--- START ---
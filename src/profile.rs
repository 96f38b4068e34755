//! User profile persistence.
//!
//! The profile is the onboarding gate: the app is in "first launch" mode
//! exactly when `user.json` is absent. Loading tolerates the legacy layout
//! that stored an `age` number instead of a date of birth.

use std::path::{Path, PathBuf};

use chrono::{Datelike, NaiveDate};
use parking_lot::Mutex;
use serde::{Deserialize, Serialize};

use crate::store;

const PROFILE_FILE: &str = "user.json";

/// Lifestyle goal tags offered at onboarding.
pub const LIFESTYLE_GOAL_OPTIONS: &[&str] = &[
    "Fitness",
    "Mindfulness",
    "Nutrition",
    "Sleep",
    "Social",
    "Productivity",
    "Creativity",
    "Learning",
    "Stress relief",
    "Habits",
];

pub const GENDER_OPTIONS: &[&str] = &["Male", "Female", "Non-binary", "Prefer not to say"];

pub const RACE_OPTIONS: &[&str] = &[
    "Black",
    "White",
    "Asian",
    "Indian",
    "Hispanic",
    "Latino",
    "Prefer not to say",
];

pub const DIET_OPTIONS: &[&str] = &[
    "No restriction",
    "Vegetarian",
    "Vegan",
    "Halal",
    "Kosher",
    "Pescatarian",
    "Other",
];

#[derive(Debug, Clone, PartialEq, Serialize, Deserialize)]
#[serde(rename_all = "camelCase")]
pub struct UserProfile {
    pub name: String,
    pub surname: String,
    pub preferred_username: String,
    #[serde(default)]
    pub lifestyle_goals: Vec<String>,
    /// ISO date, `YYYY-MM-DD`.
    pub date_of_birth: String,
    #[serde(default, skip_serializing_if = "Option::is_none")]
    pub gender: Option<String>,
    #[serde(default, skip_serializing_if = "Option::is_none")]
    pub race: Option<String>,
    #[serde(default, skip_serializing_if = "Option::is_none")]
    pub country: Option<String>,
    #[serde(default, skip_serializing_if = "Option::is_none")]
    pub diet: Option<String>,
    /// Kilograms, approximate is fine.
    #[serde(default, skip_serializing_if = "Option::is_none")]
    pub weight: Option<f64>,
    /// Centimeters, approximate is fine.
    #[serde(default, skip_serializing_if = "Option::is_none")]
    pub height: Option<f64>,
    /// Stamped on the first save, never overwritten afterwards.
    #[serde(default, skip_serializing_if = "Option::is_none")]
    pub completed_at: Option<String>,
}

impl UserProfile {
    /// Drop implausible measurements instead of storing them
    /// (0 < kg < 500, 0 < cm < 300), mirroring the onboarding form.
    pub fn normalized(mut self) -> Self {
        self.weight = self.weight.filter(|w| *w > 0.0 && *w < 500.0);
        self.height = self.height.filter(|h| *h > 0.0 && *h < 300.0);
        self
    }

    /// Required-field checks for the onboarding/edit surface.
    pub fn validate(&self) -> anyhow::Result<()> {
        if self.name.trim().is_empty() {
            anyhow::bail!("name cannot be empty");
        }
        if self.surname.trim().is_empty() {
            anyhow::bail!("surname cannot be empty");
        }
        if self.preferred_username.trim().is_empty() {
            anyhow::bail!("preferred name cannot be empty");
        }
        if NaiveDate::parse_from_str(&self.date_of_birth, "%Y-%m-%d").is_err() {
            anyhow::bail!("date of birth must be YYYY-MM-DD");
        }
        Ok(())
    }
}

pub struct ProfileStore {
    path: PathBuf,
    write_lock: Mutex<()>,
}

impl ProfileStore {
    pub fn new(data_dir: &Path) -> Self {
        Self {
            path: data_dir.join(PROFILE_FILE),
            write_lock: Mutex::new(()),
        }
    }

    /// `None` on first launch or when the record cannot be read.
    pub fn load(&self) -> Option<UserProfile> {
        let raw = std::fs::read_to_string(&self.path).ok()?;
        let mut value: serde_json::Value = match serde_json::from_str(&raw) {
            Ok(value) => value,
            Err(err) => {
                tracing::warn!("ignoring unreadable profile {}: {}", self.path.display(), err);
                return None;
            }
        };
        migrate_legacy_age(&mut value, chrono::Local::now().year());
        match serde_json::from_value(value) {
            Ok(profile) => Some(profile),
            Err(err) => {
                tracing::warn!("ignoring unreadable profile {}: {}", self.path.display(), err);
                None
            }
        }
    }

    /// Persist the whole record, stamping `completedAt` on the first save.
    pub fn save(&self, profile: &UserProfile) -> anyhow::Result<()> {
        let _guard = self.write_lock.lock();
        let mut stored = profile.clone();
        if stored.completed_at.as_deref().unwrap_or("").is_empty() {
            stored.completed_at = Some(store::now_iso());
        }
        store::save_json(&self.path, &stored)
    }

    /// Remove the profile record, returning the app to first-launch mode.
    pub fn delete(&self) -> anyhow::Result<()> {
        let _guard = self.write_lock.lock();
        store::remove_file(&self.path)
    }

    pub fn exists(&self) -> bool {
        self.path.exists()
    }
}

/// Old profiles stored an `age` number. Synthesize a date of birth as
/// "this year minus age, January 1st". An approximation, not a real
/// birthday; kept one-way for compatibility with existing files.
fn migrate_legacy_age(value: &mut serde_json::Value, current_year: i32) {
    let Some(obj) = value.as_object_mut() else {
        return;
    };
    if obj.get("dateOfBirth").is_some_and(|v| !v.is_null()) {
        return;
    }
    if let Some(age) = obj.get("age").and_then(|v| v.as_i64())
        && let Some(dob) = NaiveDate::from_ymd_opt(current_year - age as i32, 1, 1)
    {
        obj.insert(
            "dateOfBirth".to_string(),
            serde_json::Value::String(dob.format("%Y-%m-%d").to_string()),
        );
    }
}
--- END ---
--- START ---
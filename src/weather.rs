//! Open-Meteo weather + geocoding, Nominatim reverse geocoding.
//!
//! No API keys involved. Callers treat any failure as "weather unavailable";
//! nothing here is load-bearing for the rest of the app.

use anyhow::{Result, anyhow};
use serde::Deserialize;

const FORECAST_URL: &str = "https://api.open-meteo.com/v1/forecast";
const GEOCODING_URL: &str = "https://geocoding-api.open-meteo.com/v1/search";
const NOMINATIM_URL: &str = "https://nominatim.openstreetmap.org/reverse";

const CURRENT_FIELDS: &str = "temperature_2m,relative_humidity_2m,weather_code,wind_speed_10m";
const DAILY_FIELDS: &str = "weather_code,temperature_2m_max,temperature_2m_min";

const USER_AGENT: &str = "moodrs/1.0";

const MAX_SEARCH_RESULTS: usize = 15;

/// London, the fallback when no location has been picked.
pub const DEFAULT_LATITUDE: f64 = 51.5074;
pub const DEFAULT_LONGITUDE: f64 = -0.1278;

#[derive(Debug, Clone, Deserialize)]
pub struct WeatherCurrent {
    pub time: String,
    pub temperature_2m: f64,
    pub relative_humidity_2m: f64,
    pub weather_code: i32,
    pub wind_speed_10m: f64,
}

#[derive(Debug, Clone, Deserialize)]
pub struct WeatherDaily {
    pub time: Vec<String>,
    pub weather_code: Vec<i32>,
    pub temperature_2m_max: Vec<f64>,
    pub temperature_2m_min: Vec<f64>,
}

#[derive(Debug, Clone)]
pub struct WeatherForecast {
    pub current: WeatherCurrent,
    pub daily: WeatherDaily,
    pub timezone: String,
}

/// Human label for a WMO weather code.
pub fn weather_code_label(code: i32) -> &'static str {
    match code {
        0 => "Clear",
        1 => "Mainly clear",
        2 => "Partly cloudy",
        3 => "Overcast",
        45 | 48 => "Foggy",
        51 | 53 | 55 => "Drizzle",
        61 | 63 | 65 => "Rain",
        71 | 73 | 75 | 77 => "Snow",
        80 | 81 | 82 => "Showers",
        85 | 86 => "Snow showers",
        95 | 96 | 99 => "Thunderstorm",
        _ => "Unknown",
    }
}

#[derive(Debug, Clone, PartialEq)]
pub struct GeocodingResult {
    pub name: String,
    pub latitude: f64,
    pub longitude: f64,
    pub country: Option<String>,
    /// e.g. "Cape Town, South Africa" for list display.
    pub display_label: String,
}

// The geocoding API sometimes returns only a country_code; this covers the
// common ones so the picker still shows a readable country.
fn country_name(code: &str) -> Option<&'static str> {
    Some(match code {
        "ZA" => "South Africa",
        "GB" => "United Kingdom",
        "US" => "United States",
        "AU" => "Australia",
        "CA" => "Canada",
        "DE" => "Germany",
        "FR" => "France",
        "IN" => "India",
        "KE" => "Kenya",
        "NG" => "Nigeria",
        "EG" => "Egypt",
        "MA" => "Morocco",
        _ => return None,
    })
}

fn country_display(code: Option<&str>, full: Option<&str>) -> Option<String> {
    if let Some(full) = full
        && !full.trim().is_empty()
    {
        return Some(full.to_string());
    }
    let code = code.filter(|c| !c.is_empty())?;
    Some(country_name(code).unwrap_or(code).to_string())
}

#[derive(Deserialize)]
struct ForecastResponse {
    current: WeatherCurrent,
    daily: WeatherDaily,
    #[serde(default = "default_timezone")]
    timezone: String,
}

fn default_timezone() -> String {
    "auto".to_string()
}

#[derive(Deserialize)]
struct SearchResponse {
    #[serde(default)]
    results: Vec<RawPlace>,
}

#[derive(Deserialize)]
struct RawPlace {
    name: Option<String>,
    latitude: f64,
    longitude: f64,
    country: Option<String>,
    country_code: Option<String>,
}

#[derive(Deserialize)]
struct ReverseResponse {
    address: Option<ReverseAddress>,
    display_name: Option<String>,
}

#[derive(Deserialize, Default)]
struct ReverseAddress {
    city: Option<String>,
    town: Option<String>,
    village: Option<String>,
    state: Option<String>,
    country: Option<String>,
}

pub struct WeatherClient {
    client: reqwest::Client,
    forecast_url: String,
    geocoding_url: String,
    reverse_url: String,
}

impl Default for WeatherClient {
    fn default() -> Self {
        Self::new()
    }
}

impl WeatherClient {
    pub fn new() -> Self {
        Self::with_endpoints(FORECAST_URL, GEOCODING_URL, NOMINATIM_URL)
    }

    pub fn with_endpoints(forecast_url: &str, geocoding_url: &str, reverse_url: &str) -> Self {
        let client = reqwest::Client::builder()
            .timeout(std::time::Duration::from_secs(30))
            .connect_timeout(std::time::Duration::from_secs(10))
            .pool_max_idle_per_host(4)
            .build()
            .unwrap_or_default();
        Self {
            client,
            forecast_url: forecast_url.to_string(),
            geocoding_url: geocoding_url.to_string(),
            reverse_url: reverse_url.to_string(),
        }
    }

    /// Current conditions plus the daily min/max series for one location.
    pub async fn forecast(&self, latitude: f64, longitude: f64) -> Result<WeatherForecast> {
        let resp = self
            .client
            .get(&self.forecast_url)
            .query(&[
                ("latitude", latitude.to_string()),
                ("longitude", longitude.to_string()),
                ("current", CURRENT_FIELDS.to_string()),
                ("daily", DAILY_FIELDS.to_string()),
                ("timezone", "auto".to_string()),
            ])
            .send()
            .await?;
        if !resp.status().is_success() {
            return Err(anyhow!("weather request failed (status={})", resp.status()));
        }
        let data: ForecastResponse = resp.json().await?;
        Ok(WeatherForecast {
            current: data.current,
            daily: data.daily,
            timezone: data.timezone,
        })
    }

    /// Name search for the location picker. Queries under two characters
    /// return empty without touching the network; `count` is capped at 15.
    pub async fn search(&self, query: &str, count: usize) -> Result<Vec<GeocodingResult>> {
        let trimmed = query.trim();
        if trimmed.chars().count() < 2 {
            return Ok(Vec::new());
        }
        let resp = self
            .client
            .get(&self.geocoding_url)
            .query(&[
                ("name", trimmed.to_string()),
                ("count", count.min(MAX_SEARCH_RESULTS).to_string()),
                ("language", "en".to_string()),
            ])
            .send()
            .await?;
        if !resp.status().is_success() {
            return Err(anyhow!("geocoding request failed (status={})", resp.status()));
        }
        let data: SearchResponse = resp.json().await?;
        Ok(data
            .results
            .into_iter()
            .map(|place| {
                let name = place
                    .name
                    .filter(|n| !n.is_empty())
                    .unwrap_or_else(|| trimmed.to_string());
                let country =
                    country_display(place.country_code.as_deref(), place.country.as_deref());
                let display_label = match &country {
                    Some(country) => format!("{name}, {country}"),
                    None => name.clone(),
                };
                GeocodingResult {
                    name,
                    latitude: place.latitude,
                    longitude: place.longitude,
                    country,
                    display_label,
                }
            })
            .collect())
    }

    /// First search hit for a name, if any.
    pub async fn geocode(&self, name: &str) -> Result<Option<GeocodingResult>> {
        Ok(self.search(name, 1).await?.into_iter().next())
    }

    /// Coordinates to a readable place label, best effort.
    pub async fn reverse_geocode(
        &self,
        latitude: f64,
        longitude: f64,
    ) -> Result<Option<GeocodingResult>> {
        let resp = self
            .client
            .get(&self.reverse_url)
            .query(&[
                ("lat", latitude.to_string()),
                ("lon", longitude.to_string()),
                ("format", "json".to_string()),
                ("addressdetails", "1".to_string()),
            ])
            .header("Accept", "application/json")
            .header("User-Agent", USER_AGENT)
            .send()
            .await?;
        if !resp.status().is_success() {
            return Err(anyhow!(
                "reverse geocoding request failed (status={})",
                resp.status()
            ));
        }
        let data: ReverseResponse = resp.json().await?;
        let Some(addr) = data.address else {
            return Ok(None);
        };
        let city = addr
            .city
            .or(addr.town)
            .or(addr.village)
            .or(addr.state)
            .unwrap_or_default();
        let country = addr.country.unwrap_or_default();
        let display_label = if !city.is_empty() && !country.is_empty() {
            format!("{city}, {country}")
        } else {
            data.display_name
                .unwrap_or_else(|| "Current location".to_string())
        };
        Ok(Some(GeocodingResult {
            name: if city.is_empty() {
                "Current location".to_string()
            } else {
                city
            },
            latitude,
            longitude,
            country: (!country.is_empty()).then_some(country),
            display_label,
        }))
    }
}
--- END ---
--- START ---
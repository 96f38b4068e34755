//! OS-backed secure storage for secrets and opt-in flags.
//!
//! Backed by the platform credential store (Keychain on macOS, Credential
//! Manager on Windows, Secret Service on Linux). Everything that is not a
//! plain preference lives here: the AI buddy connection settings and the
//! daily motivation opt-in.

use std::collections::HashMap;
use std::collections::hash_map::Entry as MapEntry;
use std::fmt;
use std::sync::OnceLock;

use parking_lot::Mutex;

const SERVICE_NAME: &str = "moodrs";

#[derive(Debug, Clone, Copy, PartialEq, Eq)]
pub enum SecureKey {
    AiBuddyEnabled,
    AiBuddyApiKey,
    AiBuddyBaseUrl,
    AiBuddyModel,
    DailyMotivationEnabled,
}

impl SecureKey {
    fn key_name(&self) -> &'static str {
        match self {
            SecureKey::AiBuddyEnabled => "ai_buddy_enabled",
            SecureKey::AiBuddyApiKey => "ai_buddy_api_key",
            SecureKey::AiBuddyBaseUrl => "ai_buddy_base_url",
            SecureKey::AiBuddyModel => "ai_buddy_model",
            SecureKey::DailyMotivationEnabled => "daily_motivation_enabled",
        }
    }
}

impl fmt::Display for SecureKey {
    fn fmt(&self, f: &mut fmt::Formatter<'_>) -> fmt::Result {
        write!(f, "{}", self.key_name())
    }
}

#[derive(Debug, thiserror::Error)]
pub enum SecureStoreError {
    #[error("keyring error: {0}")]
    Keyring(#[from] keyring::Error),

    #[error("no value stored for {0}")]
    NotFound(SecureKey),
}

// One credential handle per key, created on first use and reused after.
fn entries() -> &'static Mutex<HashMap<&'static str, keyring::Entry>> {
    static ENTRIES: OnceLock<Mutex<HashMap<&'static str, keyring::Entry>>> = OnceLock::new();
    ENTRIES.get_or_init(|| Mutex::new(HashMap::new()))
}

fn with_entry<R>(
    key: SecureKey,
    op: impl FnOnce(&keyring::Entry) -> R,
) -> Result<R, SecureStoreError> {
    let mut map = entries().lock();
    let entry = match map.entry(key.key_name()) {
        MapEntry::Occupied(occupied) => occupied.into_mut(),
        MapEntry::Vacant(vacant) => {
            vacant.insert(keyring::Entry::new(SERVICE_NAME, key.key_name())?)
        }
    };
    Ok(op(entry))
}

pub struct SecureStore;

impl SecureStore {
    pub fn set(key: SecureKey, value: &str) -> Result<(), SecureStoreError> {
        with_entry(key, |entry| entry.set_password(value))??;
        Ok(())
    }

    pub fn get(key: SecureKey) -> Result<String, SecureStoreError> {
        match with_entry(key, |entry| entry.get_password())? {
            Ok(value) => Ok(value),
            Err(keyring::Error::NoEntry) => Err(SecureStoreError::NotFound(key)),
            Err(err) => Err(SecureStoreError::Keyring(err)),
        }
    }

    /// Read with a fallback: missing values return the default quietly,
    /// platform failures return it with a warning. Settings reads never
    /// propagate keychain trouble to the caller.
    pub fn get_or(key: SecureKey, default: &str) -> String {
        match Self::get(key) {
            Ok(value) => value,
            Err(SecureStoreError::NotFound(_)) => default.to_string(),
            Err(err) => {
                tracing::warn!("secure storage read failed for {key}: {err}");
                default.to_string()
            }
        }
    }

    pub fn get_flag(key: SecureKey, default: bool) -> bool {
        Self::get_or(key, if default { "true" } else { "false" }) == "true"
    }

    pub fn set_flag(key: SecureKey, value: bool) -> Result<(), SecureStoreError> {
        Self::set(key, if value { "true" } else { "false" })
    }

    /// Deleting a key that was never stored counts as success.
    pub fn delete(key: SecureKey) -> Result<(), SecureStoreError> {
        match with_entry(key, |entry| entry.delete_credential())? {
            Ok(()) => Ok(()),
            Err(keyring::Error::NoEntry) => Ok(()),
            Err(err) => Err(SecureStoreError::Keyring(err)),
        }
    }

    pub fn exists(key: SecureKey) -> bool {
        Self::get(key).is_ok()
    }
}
--- END ---
All that belongs in your answer is the stretch of entries above from the line with "filename src/profile.rs" through the line with "pub const DIET_OPTIONS: &[&str]", printed exactly.

filename src/profile.rs
repository 96f38b4068e34755
//! User profile persistence.
//!
//! The profile is the onboarding gate: the app is in "first launch" mode
//! exactly when `user.json` is absent. Loading tolerates the legacy layout
//! that stored an `age` number instead of a date of birth.

use std::path::{Path, PathBuf};

use chrono::{Datelike, NaiveDate};
use parking_lot::Mutex;
use serde::{Deserialize, Serialize};

use crate::store;

const PROFILE_FILE: &str = "user.json";

/// Lifestyle goal tags offered at onboarding.
pub const LIFESTYLE_GOAL_OPTIONS: &[&str] = &[
    "Fitness",
    "Mindfulness",
    "Nutrition",
    "Sleep",
    "Social",
    "Productivity",
    "Creativity",
    "Learning",
    "Stress relief",
    "Habits",
];

pub const GENDER_OPTIONS: &[&str] = &["Male", "Female", "Non-binary", "Prefer not to say"];

pub const RACE_OPTIONS: &[&str] = &[
    "Black",
    "White",
    "Asian",
    "Indian",
    "Hispanic",
    "Latino",
    "Prefer not to say",
];

pub const DIET_OPTIONS: &[&str] = &[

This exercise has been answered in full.